The danger of this vulnerability was demonstrated during a live test for The Verge, taking control of a 200-pound lawnmower operating outside a family home in upstate New York.
“The robot’s camera rotates to mirror each of those movements,” the report notes, warning: “There is little stopping it from driving wherever it wants, spying on this family.”
Reporter Sean Hollister was on the mower’s path from Germany, roughly 6,000 miles away, to test Yarbo’s earlier safety claims.
The experiment exposed the ease with which a stranger could control the device, overriding local controls without being detected.
Unfortunately, regular firmware updates failed to solve the main problem, as they reportedly reset the devices to the same weak default passwords.

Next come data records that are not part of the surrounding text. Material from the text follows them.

#![allow(clippy::float_cmp)]

use std::f64::consts::FRAC_PI_2;

use super::*;
use crate::doc::{Color, FillRegion, ShapeKind, Style};
use crate::geom::Transform;

fn pt(x: f64, y: f64) -> Point {
    Point::new(x, y)
}

fn line_stroke(xs: &[f64], width: f64, pivot: Point) -> SceneObject {
    SceneObject::stroke(
        xs.iter().map(|&x| pt(x, 0.0)).collect(),
        Style::new(Color::BLACK, width),
        Transform::at(pivot),
    )
}

fn stroke_of(obj: &SceneObject) -> &Stroke {
    match &obj.body {
        ObjectBody::Stroke(s) => s,
        other => panic!("expected stroke, got {other:?}"),
    }
}

fn xs(obj: &SceneObject) -> Vec<f64> {
    stroke_of(obj).points.iter().map(|p| p.x).collect()
}

const NINE: [f64; 9] = [-40.0, -30.0, -20.0, -10.0, 0.0, 10.0, 20.0, 30.0, 40.0];

// =============================================================
// Strokes
// =============================================================

#[test]
fn fully_covered_stroke_is_removed() {
    let obj = line_stroke(&[-4.0, -2.0, 0.0, 2.0, 4.0], 2.0, pt(100.0, 100.0));
    let out = erase(&[obj], pt(100.0, 100.0), 10.0);
    assert!(out.objects.is_empty());
    assert_eq!(out.removed, 1);
    assert_eq!(out.split, 0);
    assert!(out.changed());
}

#[test]
fn untouched_stroke_is_returned_as_is() {
    let obj = line_stroke(&NINE, 2.0, pt(0.0, 0.0));
    let out = erase(std::slice::from_ref(&obj), pt(0.0, 200.0), 10.0);
    assert!(!out.changed());
    assert_eq!(out.objects.len(), 1);
    assert_eq!(out.objects[0].id, obj.id);
    assert!(out.objects[0].masks().is_empty());
}

#[test]
fn middle_cut_yields_two_masked_pieces() {
    let obj = line_stroke(&NINE, 2.0, pt(0.0, 0.0));
    let out = erase(std::slice::from_ref(&obj), pt(0.0, 0.0), 5.0);
    assert_eq!(out.split, 1);
    assert_eq!(out.objects.len(), 2);
    assert_eq!(xs(&out.objects[0]), vec![-40.0, -30.0, -20.0, -10.0]);
    assert_eq!(xs(&out.objects[1]), vec![10.0, 20.0, 30.0, 40.0]);
    for piece in &out.objects {
        assert_ne!(piece.id, obj.id);
        assert_eq!(piece.masks(), &[EraserMask { x: 0.0, y: 0.0, radius_x: 5.0, radius_y: 5.0 }]);
        assert_eq!(stroke_of(piece).style, stroke_of(&obj).style);
        assert_eq!(stroke_of(piece).transform, stroke_of(&obj).transform);
    }
}

#[test]
fn stroke_width_widens_reach() {
    // Center sits 8 away from the nearest point; radius 5 alone misses.
    let thin = line_stroke(&[8.0, 18.0], 2.0, pt(0.0, 0.0));
    assert_eq!(cut_stroke(stroke_of(&thin), pt(0.0, 0.0), 5.0), StrokeCut::Untouched);
    let thick = line_stroke(&[8.0, 18.0], 8.0, pt(0.0, 0.0));
    assert_eq!(cut_stroke(stroke_of(&thick), pt(0.0, 0.0), 5.0), StrokeCut::Pieces(Vec::new()));
}

#[test]
fn segment_crossing_the_circle_is_cut() {
    // Both endpoints are far from the center, the segment between them is not.
    let obj = line_stroke(&[-50.0, 50.0, 60.0], 2.0, pt(0.0, 0.0));
    let out = erase(&[obj], pt(0.0, 3.0), 5.0);
    assert_eq!(out.objects.len(), 1);
    assert_eq!(xs(&out.objects[0]), vec![50.0, 60.0]);
}

#[test]
fn mask_is_relative_to_pivot() {
    let obj = line_stroke(&NINE, 2.0, pt(100.0, 50.0));
    let out = erase(&[obj], pt(103.0, 52.0), 4.0);
    assert_eq!(out.split, 1);
    let mask = out.objects[0].masks()[0];
    assert_eq!((mask.x, mask.y), (3.0, 2.0));
    assert_eq!((mask.radius_x, mask.radius_y), (4.0, 4.0));
}

#[test]
fn existing_masks_are_kept() {
    let mut obj = line_stroke(&NINE, 2.0, pt(0.0, 0.0));
    let first = EraserMask { x: 40.0, y: 9.0, radius_x: 1.0, radius_y: 1.0 };
    if let ObjectBody::Stroke(s) = &mut obj.body {
        s.masks.push(first);
    }
    let out = erase(&[obj], pt(0.0, 0.0), 5.0);
    let masks = out.objects[0].masks();
    assert_eq!(masks.len(), 2);
    assert_eq!(masks[0], first);
}

#[test]
fn rotation_is_ignored_when_testing() {
    // Drawn rotated a quarter turn, the point at local x=30 appears at (0, 30),
    // but the test only offsets by the pivot.
    let mut obj = line_stroke(&NINE, 2.0, pt(0.0, 0.0));
    obj.transform_mut().unwrap().rotation = FRAC_PI_2;
    let out = erase(std::slice::from_ref(&obj), pt(30.0, 0.0), 2.0);
    assert_eq!(out.split, 1);
    let miss = erase(&[obj], pt(0.0, 30.0), 2.0);
    assert!(!miss.changed());
}

#[test]
fn single_point_stroke() {
    let dot = line_stroke(&[0.0], 2.0, pt(10.0, 10.0));
    assert_eq!(cut_stroke(stroke_of(&dot), pt(10.0, 10.0), 3.0), StrokeCut::Pieces(Vec::new()));
    assert_eq!(cut_stroke(stroke_of(&dot), pt(50.0, 50.0), 3.0), StrokeCut::Untouched);
}

// =============================================================
// Shapes and fills
// =============================================================

#[test]
fn shape_removed_when_center_in_reach() {
    let rect = SceneObject::shape(
        ShapeKind::Rect,
        pt(-20.0, -20.0),
        pt(20.0, 20.0),
        Style::new(Color::BLACK, 2.0),
        Transform::at(pt(100.0, 100.0)),
    );
    let near = erase(std::slice::from_ref(&rect), pt(104.0, 103.0), 5.0);
    assert_eq!(near.removed, 1);
    assert!(near.objects.is_empty());

    // Over the outline but far from the center: shapes are never clipped.
    let edge = erase(&[rect], pt(120.0, 100.0), 5.0);
    assert!(!edge.changed());
    assert_eq!(edge.objects.len(), 1);
}

#[test]
fn fills_are_never_erased() {
    let fill = SceneObject::fill(FillRegion {
        position: pt(0.0, 0.0),
        width: 10.0,
        height: 10.0,
        color: Color::RED,
        opacity: 1.0,
    });
    let out = erase(&[fill], pt(5.0, 5.0), 50.0);
    assert!(!out.changed());
    assert_eq!(out.objects.len(), 1);
}

#[test]
fn paint_order_is_preserved() {
    let a = line_stroke(&NINE, 2.0, pt(0.0, 0.0));
    let b = line_stroke(&NINE, 2.0, pt(0.0, 100.0));
    let out = erase(&[a, b.clone()], pt(0.0, 0.0), 5.0);
    assert_eq!(out.objects.len(), 3);
    assert_eq!(out.objects[2].id, b.id);
}

// =============================================================
// Interpolation
// =============================================================

#[test]
fn interpolate_spacing_follows_radius() {
    let small = interpolate(pt(0.0, 0.0), pt(10.0, 0.0), 3.0);
    assert_eq!(small.len(), 6);
    assert_eq!(small[0], pt(0.0, 0.0));
    assert_eq!(small[5], pt(10.0, 0.0));

    let large = interpolate(pt(0.0, 0.0), pt(10.0, 0.0), 30.0);
    assert_eq!(large, vec![pt(0.0, 0.0), pt(10.0, 0.0)]);
}

#[test]
fn interpolate_same_point() {
    assert_eq!(interpolate(pt(4.0, 4.0), pt(4.0, 4.0), 10.0), vec![pt(4.0, 4.0)]);
}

Simple password changes alone cannot address the deeper architectural problems of these networked robots.
Made in China, based in New York.
Yarbo operates publicly out of Ronkonkoma, New York, but can be traced back to Hanyang Tech in Shenzhen, China, a dual identity that has drawn scrutiny amid the security flaw affecting devices sold internationally.
The revelation led Makris to release its findings, including official CVE disclosures, before Yarbo fully fixed the issues.
Critics question whether geographic ties influence the persistence of manufacturers’ access features in consumer hardware.
Yarbo co-founder Kenneth Kohlmann acknowledged the flaws in a statement that is primarily accessible via VPN outside the US.
The company disabled remote diagnostic tunnels, reset root passwords, and restricted unauthenticated entry points.
They also moved from shared passwords to device-specific credentials and promised a whitelist-based diagnostic model with audits.
However, neither Makris nor Hollister found these measures convincing. The company stopped short of completely eliminating remote manufacturer access and instead promised tighter controls and audit logs.
“It controversially maintains an internal backdoor,” Hollister said in an assessment of the measures taken so far.
That decision has fueled broader concerns about smart devices with backdoor-style persistent access whose manufacturer has refused to close hidden access points.